What you need to do
The answer must be the full listing, repeated word for word.

Exercise material Block Start

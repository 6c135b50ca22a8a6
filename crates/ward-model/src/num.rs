//! Shared numeric helpers.

/// Round to `dp` decimal places, half away from zero.
pub fn round_dp(value: f64, dp: u32) -> f64 {
    let scale = 10f64.powi(dp as i32);
    (value * scale).round() / scale
}
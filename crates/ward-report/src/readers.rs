//! Readers for persisted artifacts.
//!
//! Every reader returns `Ok(None)` when the artifact file does not exist,
//! so display layers can show a warning instead of failing the whole view.

use std::fs;
use std::path::Path;

use anyhow::{Context, Result};
use serde::de::DeserializeOwned;

use ward_model::{KpiSummary, ModelMetrics};

/// Reads and parses a JSON artifact, `None` if the file is absent.
pub fn read_json_opt<T: DeserializeOwned>(path: &Path) -> Result<Option<T>> {
    if !path.exists() {
        return Ok(None);
    }
    let contents =
        fs::read_to_string(path).with_context(|| format!("read json: {}", path.display()))?;
    let value = serde_json::from_str(&contents)
        .with_context(|| format!("parse json: {}", path.display()))?;
    Ok(Some(value))
}

/// Reads the persisted KPI summary if present.
pub fn read_kpi_summary(path: &Path) -> Result<Option<KpiSummary>> {
    read_json_opt(path)
}

/// Reads the persisted model metrics if present.
pub fn read_model_metrics(path: &Path) -> Result<Option<ModelMetrics>> {
    read_json_opt(path)
}

#[cfg(test)]
mod tests {
    use super::*;
    use crate::writers::write_json_pretty;

    #[test]
    fn absent_artifact_reads_as_none() {
        let dir = tempfile::tempdir().unwrap();
        let missing = read_kpi_summary(&dir.path().join("kpi_summary.json")).unwrap();
        assert!(missing.is_none());
    }

    #[test]
    fn metrics_round_trip() {
        let dir = tempfile::tempdir().unwrap();
        let path = dir.path().join("model_metrics.json");
        let metrics = ModelMetrics {
            roc_auc: 0.842,
            test_accuracy: 0.791,
        };
        write_json_pretty(&path, &metrics).unwrap();
        let reread = read_model_metrics(&path).unwrap().unwrap();
        assert_eq!(reread, metrics);
    }

    #[test]
    fn malformed_artifact_is_an_error() {
        let dir = tempfile::tempdir().unwrap();
        let path = dir.path().join("model_metrics.json");
        std::fs::write(&path, "not json").unwrap();
        assert!(read_model_metrics(&path).is_err());
    }
}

Exercise material Block End

Task result
repository 6c135b50ca22a8a6
filename crates/ward-model/src/num.rs
//! Shared numeric helpers.

/// Round to `dp` decimal places, half away from zero.
pub fn round_dp(value: f64, dp: u32) -> f64 {
    let scale = 10f64.powi(dp as i32);
    (value * scale).round() / scale
}
filename crates/ward-report/src/readers.rs
//! Readers for persisted artifacts.
//!
//! Every reader returns `Ok(None)` when the artifact file does not exist,
//! so display layers can show a warning instead of failing the whole view.

use std::fs;
use std::path::Path;

use anyhow::{Context, Result};
use serde::de::DeserializeOwned;

use ward_model::{KpiSummary, ModelMetrics};

/// Reads and parses a JSON artifact, `None` if the file is absent.
pub fn read_json_opt<T: DeserializeOwned>(path: &Path) -> Result<Option<T>> {
    if !path.exists() {
        return Ok(None);
    }
    let contents =
        fs::read_to_string(path).with_context(|| format!("read json: {}", path.display()))?;
    let value = serde_json::from_str(&contents)
        .with_context(|| format!("parse json: {}", path.display()))?;
    Ok(Some(value))
}

/// Reads the persisted KPI summary if present.
pub fn read_kpi_summary(path: &Path) -> Result<Option<KpiSummary>> {
    read_json_opt(path)
}

/// Reads the persisted model metrics if present.
pub fn read_model_metrics(path: &Path) -> Result<Option<ModelMetrics>> {
    read_json_opt(path)
}

#[cfg(test)]
mod tests {
    use super::*;
    use crate::writers::write_json_pretty;

    #[test]
    fn absent_artifact_reads_as_none() {
        let dir = tempfile::tempdir().unwrap();
        let missing = read_kpi_summary(&dir.path().join("kpi_summary.json")).unwrap();
        assert!(missing.is_none());
    }

    #[test]
    fn metrics_round_trip() {
        let dir = tempfile::tempdir().unwrap();
        let path = dir.path().join("model_metrics.json");
        let metrics = ModelMetrics {
            roc_auc: 0.842,
            test_accuracy: 0.791,
        };
        write_json_pretty(&path, &metrics).unwrap();
        let reread = read_model_metrics(&path).unwrap().unwrap();
        assert_eq!(reread, metrics);
    }

    #[test]
    fn malformed_artifact_is_an_error() {
        let dir = tempfile::tempdir().unwrap();
        let path = dir.path().join("model_metrics.json");
        std::fs::write(&path, "not json").unwrap();
        assert!(read_model_metrics(&path).is_err());
    }
}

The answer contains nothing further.